**WORK ITEM:**
Among the records below, find each line containing the word "BufReader" and copy it.
- - -
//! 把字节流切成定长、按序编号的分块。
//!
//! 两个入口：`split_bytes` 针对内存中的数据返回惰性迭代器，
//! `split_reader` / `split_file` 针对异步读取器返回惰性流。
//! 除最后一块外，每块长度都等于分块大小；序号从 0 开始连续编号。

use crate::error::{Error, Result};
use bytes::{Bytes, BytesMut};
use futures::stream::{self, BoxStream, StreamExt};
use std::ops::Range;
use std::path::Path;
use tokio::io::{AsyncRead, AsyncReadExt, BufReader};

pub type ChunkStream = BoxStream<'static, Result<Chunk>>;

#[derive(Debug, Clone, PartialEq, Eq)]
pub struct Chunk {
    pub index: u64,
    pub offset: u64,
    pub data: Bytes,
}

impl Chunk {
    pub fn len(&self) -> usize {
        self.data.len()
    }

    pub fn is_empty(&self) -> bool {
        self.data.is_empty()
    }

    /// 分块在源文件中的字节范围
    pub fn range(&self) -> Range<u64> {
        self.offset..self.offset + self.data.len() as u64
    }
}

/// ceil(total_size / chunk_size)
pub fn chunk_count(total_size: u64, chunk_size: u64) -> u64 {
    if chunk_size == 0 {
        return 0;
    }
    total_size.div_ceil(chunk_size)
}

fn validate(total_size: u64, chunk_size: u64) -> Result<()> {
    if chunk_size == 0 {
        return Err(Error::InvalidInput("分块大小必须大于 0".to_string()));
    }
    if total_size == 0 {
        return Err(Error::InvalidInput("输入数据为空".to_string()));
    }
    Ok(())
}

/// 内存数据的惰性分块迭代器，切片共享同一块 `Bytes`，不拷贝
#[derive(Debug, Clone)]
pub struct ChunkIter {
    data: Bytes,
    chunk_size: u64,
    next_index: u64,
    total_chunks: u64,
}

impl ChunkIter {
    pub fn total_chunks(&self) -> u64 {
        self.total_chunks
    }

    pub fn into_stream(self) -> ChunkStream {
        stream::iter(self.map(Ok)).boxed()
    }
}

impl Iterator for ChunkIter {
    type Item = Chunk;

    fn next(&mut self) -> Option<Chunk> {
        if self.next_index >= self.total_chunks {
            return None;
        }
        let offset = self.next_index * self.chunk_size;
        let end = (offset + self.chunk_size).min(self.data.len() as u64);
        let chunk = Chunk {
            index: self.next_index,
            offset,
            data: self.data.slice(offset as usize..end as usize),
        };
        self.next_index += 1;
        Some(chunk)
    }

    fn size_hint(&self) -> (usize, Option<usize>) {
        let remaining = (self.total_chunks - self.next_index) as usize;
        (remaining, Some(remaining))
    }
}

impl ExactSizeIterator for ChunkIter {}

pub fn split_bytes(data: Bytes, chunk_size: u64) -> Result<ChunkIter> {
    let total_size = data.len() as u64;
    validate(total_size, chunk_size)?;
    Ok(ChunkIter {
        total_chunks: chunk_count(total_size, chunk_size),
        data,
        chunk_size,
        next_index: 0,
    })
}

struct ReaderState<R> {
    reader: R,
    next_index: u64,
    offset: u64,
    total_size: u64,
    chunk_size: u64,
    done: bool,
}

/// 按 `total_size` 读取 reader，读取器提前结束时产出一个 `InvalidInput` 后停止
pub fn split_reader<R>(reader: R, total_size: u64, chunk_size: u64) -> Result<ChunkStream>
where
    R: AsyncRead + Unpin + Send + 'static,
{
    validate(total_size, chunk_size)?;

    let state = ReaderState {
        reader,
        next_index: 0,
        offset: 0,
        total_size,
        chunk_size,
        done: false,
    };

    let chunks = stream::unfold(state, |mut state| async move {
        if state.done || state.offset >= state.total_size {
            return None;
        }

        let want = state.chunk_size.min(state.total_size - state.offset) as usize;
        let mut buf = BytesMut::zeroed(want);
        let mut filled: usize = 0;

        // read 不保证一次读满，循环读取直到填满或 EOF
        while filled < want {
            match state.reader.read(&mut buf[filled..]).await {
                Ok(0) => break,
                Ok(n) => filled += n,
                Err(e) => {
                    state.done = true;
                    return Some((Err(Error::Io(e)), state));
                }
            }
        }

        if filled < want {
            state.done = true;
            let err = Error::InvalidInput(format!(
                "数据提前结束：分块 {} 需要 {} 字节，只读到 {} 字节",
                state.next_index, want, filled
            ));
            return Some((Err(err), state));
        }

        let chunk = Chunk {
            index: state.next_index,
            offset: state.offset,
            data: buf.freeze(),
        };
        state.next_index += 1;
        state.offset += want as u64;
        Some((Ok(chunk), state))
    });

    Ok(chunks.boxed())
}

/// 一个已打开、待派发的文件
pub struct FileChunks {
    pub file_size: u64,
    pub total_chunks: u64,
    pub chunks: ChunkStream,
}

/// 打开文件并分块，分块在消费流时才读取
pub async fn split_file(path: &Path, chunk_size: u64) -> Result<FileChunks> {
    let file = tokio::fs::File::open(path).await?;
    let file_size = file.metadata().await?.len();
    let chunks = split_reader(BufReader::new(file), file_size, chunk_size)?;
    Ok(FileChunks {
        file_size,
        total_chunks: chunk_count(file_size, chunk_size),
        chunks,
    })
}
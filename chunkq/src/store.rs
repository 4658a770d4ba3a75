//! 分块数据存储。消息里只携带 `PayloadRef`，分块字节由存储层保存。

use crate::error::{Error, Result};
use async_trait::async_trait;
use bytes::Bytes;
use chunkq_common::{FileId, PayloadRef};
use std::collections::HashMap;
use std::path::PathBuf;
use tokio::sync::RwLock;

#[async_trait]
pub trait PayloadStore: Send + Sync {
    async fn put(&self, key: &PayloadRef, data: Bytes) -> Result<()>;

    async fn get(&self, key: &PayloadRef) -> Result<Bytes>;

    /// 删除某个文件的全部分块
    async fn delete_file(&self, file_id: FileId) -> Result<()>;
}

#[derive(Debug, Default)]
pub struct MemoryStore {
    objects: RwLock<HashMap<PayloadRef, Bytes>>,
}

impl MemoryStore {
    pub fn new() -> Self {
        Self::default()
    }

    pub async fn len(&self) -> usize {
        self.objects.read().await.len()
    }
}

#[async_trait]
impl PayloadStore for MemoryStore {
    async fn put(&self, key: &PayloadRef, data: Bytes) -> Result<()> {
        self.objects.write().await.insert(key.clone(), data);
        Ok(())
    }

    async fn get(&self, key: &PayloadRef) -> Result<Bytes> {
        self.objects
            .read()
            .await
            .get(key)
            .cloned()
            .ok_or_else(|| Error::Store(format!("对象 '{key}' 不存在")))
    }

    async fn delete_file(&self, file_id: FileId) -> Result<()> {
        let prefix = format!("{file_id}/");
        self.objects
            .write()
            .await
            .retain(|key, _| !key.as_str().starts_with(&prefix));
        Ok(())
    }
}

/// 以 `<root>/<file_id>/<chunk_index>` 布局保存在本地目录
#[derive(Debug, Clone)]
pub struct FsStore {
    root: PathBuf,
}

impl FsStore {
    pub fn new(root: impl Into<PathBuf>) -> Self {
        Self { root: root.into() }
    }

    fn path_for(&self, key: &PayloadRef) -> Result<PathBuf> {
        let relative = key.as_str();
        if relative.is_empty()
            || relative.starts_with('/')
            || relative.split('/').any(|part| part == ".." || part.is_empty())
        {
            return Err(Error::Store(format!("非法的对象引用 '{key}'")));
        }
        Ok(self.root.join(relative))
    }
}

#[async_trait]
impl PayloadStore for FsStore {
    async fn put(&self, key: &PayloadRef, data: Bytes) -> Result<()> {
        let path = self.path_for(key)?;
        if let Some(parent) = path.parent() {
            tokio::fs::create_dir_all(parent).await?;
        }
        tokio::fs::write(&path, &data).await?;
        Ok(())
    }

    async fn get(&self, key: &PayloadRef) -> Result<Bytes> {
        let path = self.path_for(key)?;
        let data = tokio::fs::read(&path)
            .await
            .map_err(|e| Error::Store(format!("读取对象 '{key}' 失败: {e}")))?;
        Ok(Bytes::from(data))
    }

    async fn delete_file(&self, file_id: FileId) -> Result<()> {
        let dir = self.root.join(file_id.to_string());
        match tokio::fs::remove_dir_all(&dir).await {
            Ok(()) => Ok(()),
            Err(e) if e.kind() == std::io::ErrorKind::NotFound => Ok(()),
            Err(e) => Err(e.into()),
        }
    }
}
- - -
**RESPONSE:**
use tokio::io::{AsyncRead, AsyncReadExt, BufReader};
    let chunks = split_reader(BufReader::new(file), file_size, chunk_size)?;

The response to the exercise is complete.